HELOCThe Court of Appeal of the State of California, Second Appellate District, recently held that an alleged oral agreement to refinance a home equity loan is subject to the statute of frauds and is unenforceable.

A copy of the opinion in Reeder v. Specialized Loan Servicing LLC is available at:  Link to Opinion.

A homeowner obtained a home equity line of credit (HELOC) for his property in March 2005. The homeowner alleges that before he accepted the HELOC, the loan officer for the lender promised him in an oral discussion that the 2005 line of credit “would provide a 10-year draw or advance period, subject to a balloon payment at maturity, but [the homeowner] could refinance or re-amortize the loan into a 20-year amortized, principal and interest repayment period.”

In early 2015 a new loan servicer took over the HELOC, but the borrower did not receive demand for the balloon payment on April 1, 2015. Later in 2015, the homeowner learned of his default on the HELOC when three of the homeowner’s monthly payments were returned. The homeowner pursued loss mitigation seeking “to proceed on the correct loan terms as he understood them.”  Eventually the servicer offered a trial loan modification, but the homeowner rejected it “because it was not in accordance with the terms he was verbally promised” in 2005. Eventually, in November 2017, the property was sold to a third party at a trustee sale.

In March 2018, the homeowner sued the lender, its assignee, and the loan servicer, alleging breach of contract, wrongful foreclosure and three fraud claims, all founded on the alleged oral commitment from the loan officer. The trial court sustained the defendants’ demurrer to the homeowner’s claims without leave to amend. The homeowner appealed.

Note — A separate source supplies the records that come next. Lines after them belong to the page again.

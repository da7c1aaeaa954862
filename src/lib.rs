pub mod actions;
pub mod cards;
pub mod cli;
pub mod compose;
pub mod display;
pub mod error;
pub mod fallback;
pub mod index;
pub mod record;
pub mod report;
pub mod table;
pub mod tree;
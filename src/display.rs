//! Terminal rendering of strategy tables.

use colored::Colorize;
use comfy_table::presets::UTF8_FULL_CONDENSED;
use comfy_table::{Cell, CellAlignment, Color, Table};

use crate::report::Report;
use crate::table::StrategyTable;

fn value_cell(p: f64, fallback: bool) -> Cell {
    let cell = Cell::new(format!("{:.2}", p)).set_alignment(CellAlignment::Right);
    // Filled from the fallback policy, not read from the dump.
    if fallback {
        cell.fg(Color::DarkGrey)
    } else if p > 0.70 {
        cell.fg(Color::Green)
    } else if p > 0.30 {
        cell.fg(Color::Yellow)
    } else {
        cell
    }
}

pub fn render_table(table: &StrategyTable) -> Table {
    let mut out = Table::new();
    out.load_preset(UTF8_FULL_CONDENSED);

    let mut header = vec![Cell::new("")];
    header.extend(
        table
            .columns
            .iter()
            .map(|r| Cell::new(r).set_alignment(CellAlignment::Right)),
    );
    out.set_header(header);

    for ((label, values), fallback) in table.rows.iter().zip(&table.values).zip(&table.fallback) {
        let mut row = vec![Cell::new(label)];
        row.extend(values.iter().zip(fallback).map(|(&p, &f)| value_cell(p, f)));
        out.add_row(row);
    }
    out
}

impl Report {
    pub fn display(&self) {
        for table in &self.tables {
            println!();
            println!("  {}", table.title.bold());
            println!("{}", render_table(table));
        }
        println!();
    }
}
fn main() {
    kuhn_report::cli::run();
}
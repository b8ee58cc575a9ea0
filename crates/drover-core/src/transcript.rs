//! The per-thread conversation transcript.
//!
//! A transcript is an ordered log of [`Entry`] values. All mutation is
//! pure append or pure delete-by-id; the one exception is the reserved
//! System slot at position 0, whose content is refreshed every cycle.
//! Bounding the log is the retention policy's job, not the transcript's.

use std::collections::{BTreeMap, BTreeSet, HashSet};

use crate::types::{Entry, EntryId, Role};

#[derive(Debug, Clone, Default)]
pub struct Transcript {
    entries: Vec<Entry>,
}

impl Transcript {
    pub fn new() -> Self {
        Self::default()
    }

    pub fn from_entries(entries: Vec<Entry>) -> Self {
        Self { entries }
    }

    pub fn entries(&self) -> &[Entry] {
        &self.entries
    }

    pub fn len(&self) -> usize {
        self.entries.len()
    }

    pub fn is_empty(&self) -> bool {
        self.entries.is_empty()
    }

    pub fn last(&self) -> Option<&Entry> {
        self.entries.last()
    }

    /// Append entries at the end, preserving arrival order.
    pub fn append(&mut self, entries: impl IntoIterator<Item = Entry>) {
        self.entries.extend(entries);
    }

    pub fn push(&mut self, entry: Entry) {
        self.entries.push(entry);
    }

    /// Refresh the System entry: overwrite its content if position 0 holds
    /// one, otherwise insert a new System entry at position 0. Guarantees
    /// exactly one System entry, always current.
    pub fn replace_or_insert_system(&mut self, content: &str) {
        match self.entries.first_mut() {
            Some(first) if first.role == Role::System => {
                content.clone_into(&mut first.content);
            }
            _ => self.entries.insert(0, Entry::system(content)),
        }
    }

    /// Remove entries whose id is in `ids`, preserving survivor order.
    /// Ids that match nothing are ignored, so a retried deletion of the
    /// same set is a no-op.
    pub fn delete(&mut self, ids: &BTreeSet<EntryId>) {
        if ids.is_empty() {
            return;
        }
        self.entries.retain(|entry| !ids.contains(&entry.id));
    }

    /// Map from every `call_id` found in Assistant entries to the id of
    /// the owning Assistant entry.
    pub fn call_owners(&self) -> BTreeMap<String, EntryId> {
        let mut owners = BTreeMap::new();
        for entry in &self.entries {
            if entry.role == Role::Assistant {
                for request in &entry.action_requests {
                    owners.insert(request.call_id.clone(), entry.id);
                }
            }
        }
        owners
    }

    /// The set of `call_id`s answered by an ActionResult entry.
    pub fn answered_call_ids(&self) -> HashSet<&str> {
        self.entries
            .iter()
            .filter(|entry| entry.role == Role::ActionResult)
            .filter_map(|entry| entry.result_of_call_id.as_deref())
            .collect()
    }

    /// Ids of ActionResult entries answering any call in `call_ids`.
    pub fn result_entry_ids(&self, call_ids: &BTreeSet<String>) -> BTreeSet<EntryId> {
        self.entries
            .iter()
            .filter(|entry| {
                entry
                    .result_of_call_id
                    .as_ref()
                    .is_some_and(|call_id| call_ids.contains(call_id))
            })
            .map(|entry| entry.id)
            .collect()
    }

    /// Call ids requested by Assistant entries but not yet answered.
    pub fn outstanding_call_ids(&self) -> BTreeSet<String> {
        let answered = self.answered_call_ids();
        self.call_owners()
            .into_keys()
            .filter(|call_id| !answered.contains(call_id.as_str()))
            .collect()
    }

    /// Pairing violations: unanswered requests and dangling results.
    /// A valid transcript returns two empty sets.
    pub fn pairing_violations(&self) -> (BTreeSet<String>, BTreeSet<EntryId>) {
        let owners = self.call_owners();
        let orphaned_requests = self.outstanding_call_ids();
        let dangling_results = self
            .entries
            .iter()
            .filter(|entry| entry.role == Role::ActionResult)
            .filter(|entry| {
                entry
                    .result_of_call_id
                    .as_ref()
                    .is_none_or(|call_id| !owners.contains_key(call_id))
            })
            .map(|entry| entry.id)
            .collect();
        (orphaned_requests, dangling_results)
    }
}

The Appellate Court began its review by first addressing the homeowner’s breach of contract claim. The Court noted the statute of frauds provides that certain contracts are invalid unless they, or some of them, are in writing and signed by the party to be charged. (Civ. Code, § 1624, subd. (a).) “An agreement for the sale of real property or an interest in real property comes within the statute of frauds. That includes a promissory note and a deed of trust securing performance under the note.” (Rossberg v. Bank of America, N.A. (2013) 219 Cal.App.4th 1481, 1503; Secrest v. Security National Mortgage Loan Trust 2002-2 (2008).

In addition, “[a]n agreement to modify a contract that is subject to the statute of frauds is also subject to the statute of frauds.” (Secrest, at p. 553; ibid. [a forbearance agreement was subject to the statute of frauds because it modified the original promissory note and deed of trust the borrowers executed].

The homeowner argued the statute of frauds was not applicable because the oral agreement preceded the loan and trust deed and therefore did not and could not modify those documents. The Appellate Court disagreed, finding it is “incontrovertible that the alleged oral agreement changes — indeed, eliminates — an important term of the parties’ written agreement. To be valid, it had to be in writing, and it was not.”

In addition to the statute of frauds, the Appellate Court also found the oral agreement unenforceable because it was too uncertain and indefinite to be enforced. “Where a contract is so uncertain and indefinite that the intention of the parties in material particulars cannot be ascertained, the contract is void and unenforceable.” (Daniels v. Select Portfolio Servicing, Inc. (2016) 246 Cal.App.4th 1150, 1174.) Here, the oral agreement lacked many basic material terms such as the loan amount, interest rate, and amortization schedule, without which the intention of the parties could not be ascertained.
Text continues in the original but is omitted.